[Stored items]
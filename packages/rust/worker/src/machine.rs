//! Per-unit pipeline state machine.
//!
//! One machine handles both granularities: a unit carries an ordered source
//! list (a single file in flat mode, a project's files in grouped mode) and
//! every source is driven through the same
//! `Start → Extracted → Validated → Preprocessed → Vectorized → Done`
//! progression. Unit-scoped failures never escape: the worker classifies
//! them into the report and always completes normally from the dispatcher's
//! point of view.

use std::path::Path;
use std::sync::Arc;

use chrono::{DateTime, Utc};
use tracing::{debug, info, instrument, warn};

use codevec_shared::{
    CodevecError, ContextCount, ExitClass, PipelineConfig, Result, UnitPaths, WorkUnit,
};
use codevec_vocab::VocabSource;

use crate::stages::{self, FilterStats};

// ---------------------------------------------------------------------------
// Context & reports
// ---------------------------------------------------------------------------

/// The fixed bundle the dispatcher hands to every worker.
#[derive(Debug, Clone)]
pub struct WorkerContext {
    pub config: Arc<PipelineConfig>,
    /// Vocabulary handoff for the normalization stage.
    pub vocab: VocabSource,
    /// Compute budget exported to inference subprocesses.
    pub compute_threads: usize,
}

/// Terminal outcome of one source file.
#[derive(Debug, Clone)]
pub struct FileOutcome {
    pub name: String,
    pub class: ExitClass,
    /// Accounting value; `None` for skipped files whose count is unknown
    /// to this run.
    pub contexts: Option<ContextCount>,
    /// Normalization retries consumed.
    pub retries: u32,
    /// Human-readable failure detail for the narrative log.
    pub detail: Option<String>,
}

/// Completed unit report handed back to the dispatcher. Workers always
/// produce one; failures live inside, never in a `Result`.
#[derive(Debug, Clone)]
pub struct UnitReport {
    pub group: String,
    pub unit: String,
    pub started_at: DateTime<Utc>,
    pub ended_at: DateTime<Utc>,
    pub files: Vec<FileOutcome>,
    /// Worst classification across the unit's files.
    pub class: ExitClass,
    pub retries: u32,
    /// Total context count across successful files.
    pub contexts: u64,
}

// ---------------------------------------------------------------------------
// State machine
// ---------------------------------------------------------------------------

/// Stage progression for a single file.
enum FileState {
    Start,
    Extracted,
    Validated(FilterStats),
    Preprocessed { stats: FilterStats, retries: u32 },
    Vectorized { stats: FilterStats, retries: u32 },
}

/// Drive every source of `unit` through the pipeline.
#[instrument(skip_all, fields(group = %unit.group, unit = %unit.name))]
pub async fn run_unit(ctx: &WorkerContext, unit: &WorkUnit) -> UnitReport {
    let started_at = Utc::now();
    let mut files = Vec::with_capacity(unit.sources.len());

    for source in &unit.sources {
        let outcome = process_file(ctx, &unit.group, source).await;
        match outcome.class {
            ExitClass::Done => debug!(file = %outcome.name, "file complete"),
            ExitClass::Skipped => debug!(file = %outcome.name, "file skipped"),
            class => warn!(
                file = %outcome.name,
                class = %class,
                detail = outcome.detail.as_deref().unwrap_or(""),
                "file failed"
            ),
        }
        files.push(outcome);
    }

    let class = worst_class(&files);
    let retries = files.iter().map(|f| f.retries).sum();
    let contexts = files
        .iter()
        .filter_map(|f| match f.contexts {
            Some(ContextCount::Count(n)) => Some(n),
            _ => None,
        })
        .sum();

    let report = UnitReport {
        group: unit.group.clone(),
        unit: unit.name.clone(),
        started_at,
        ended_at: Utc::now(),
        files,
        class,
        retries,
        contexts,
    };
    info!(class = %report.class, contexts = report.contexts, "unit complete");
    report
}

/// Drive one source file to a terminal state. Never returns an error:
/// unit-scoped failures become a classified outcome.
async fn process_file(ctx: &WorkerContext, group: &str, source: &Path) -> FileOutcome {
    let name = source
        .file_stem()
        .map(|s| s.to_string_lossy().into_owned())
        .unwrap_or_else(|| "unit".into());
    let paths = UnitPaths::derive(&ctx.config.output_root, group, &name);

    match advance_to_done(ctx, source, &paths).await {
        Ok(Terminal::Skipped) => FileOutcome {
            name,
            class: ExitClass::Skipped,
            contexts: None,
            retries: 0,
            detail: None,
        },
        Ok(Terminal::Done { stats, retries }) => {
            remove_intermediates(&paths, true);
            FileOutcome {
                name,
                class: ExitClass::Done,
                contexts: Some(ContextCount::Count(stats.contexts)),
                retries,
                detail: None,
            }
        }
        Err(err) => {
            let class = classify(&err);
            // Validation failures keep the raw output for diagnosis;
            // every other terminal failure clears the file's intermediates.
            remove_intermediates(&paths, class != ExitClass::ValidateFailed);
            let retries = if class == ExitClass::PreprocessFailed {
                ctx.config.preprocess.retries
            } else {
                0
            };
            FileOutcome {
                name,
                class,
                contexts: Some(ContextCount::Error),
                retries,
                detail: Some(err.to_string()),
            }
        }
    }
}

enum Terminal {
    Skipped,
    Done { stats: FilterStats, retries: u32 },
}

/// The transition table. Each arm performs one stage and yields the next
/// state; errors surface to `process_file` for classification.
async fn advance_to_done(
    ctx: &WorkerContext,
    source: &Path,
    paths: &UnitPaths,
) -> Result<Terminal> {
    let config = &ctx.config;
    let mut state = FileState::Start;

    loop {
        state = match state {
            FileState::Start => {
                // Completion is defined solely by the final artifact.
                if paths.final_artifact.is_file() {
                    return Ok(Terminal::Skipped);
                }
                ensure_dir(&paths.c2v_dir)?;
                ensure_dir(&paths.vectors_dir)?;
                stages::extract(config, source, &paths.raw).await?;
                FileState::Extracted
            }
            FileState::Extracted => {
                let stats = stages::filter(&paths.raw, &paths.filtered).await?;
                FileState::Validated(stats)
            }
            FileState::Validated(stats) => {
                let retries = stages::preprocess(
                    config,
                    &ctx.vocab,
                    &paths.filtered,
                    &paths.stem,
                    &paths.normalized,
                )
                .await?;
                FileState::Preprocessed { stats, retries }
            }
            FileState::Preprocessed { stats, retries } => {
                stages::vectorize(config, ctx.compute_threads, &paths.normalized, &paths.inferred)
                    .await?;
                FileState::Vectorized { stats, retries }
            }
            FileState::Vectorized { stats, retries } => {
                // Atomic relocation publishes completion.
                std::fs::rename(&paths.inferred, &paths.final_artifact)
                    .map_err(|e| CodevecError::io(&paths.final_artifact, e))?;
                return Ok(Terminal::Done { stats, retries });
            }
        };
    }
}

/// Map a stage error to its terminal classification.
fn classify(err: &CodevecError) -> ExitClass {
    match err {
        CodevecError::Extraction(_) => ExitClass::ExtractFailed,
        CodevecError::Validation { .. } => ExitClass::ValidateFailed,
        CodevecError::Preprocess(_) => ExitClass::PreprocessFailed,
        CodevecError::Timeout { .. } => ExitClass::Timeout,
        CodevecError::Killed { .. } => ExitClass::Killed,
        _ => ExitClass::Failed,
    }
}

fn worst_class(files: &[FileOutcome]) -> ExitClass {
    let mut worst = ExitClass::Skipped;
    for file in files {
        if file.class.is_error() {
            return file.class;
        }
        if file.class == ExitClass::Done {
            worst = ExitClass::Done;
        }
    }
    worst
}

fn remove_intermediates(paths: &UnitPaths, include_raw: bool) {
    for path in paths.intermediates() {
        if !include_raw && path == paths.raw.as_path() {
            continue;
        }
        let _ = std::fs::remove_file(path);
    }
}

fn ensure_dir(dir: &Path) -> Result<()> {
    std::fs::create_dir_all(dir).map_err(|e| CodevecError::io(dir, e))
}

* _What needs to be done_:
Which lines of the records hold the string "detail"? Copy each one.

* _Output below_:
    /// Human-readable failure detail for the narrative log.
    pub detail: Option<String>,
                detail = outcome.detail.as_deref().unwrap_or(""),
            detail: None,
                detail: None,
                detail: Some(err.to_string()),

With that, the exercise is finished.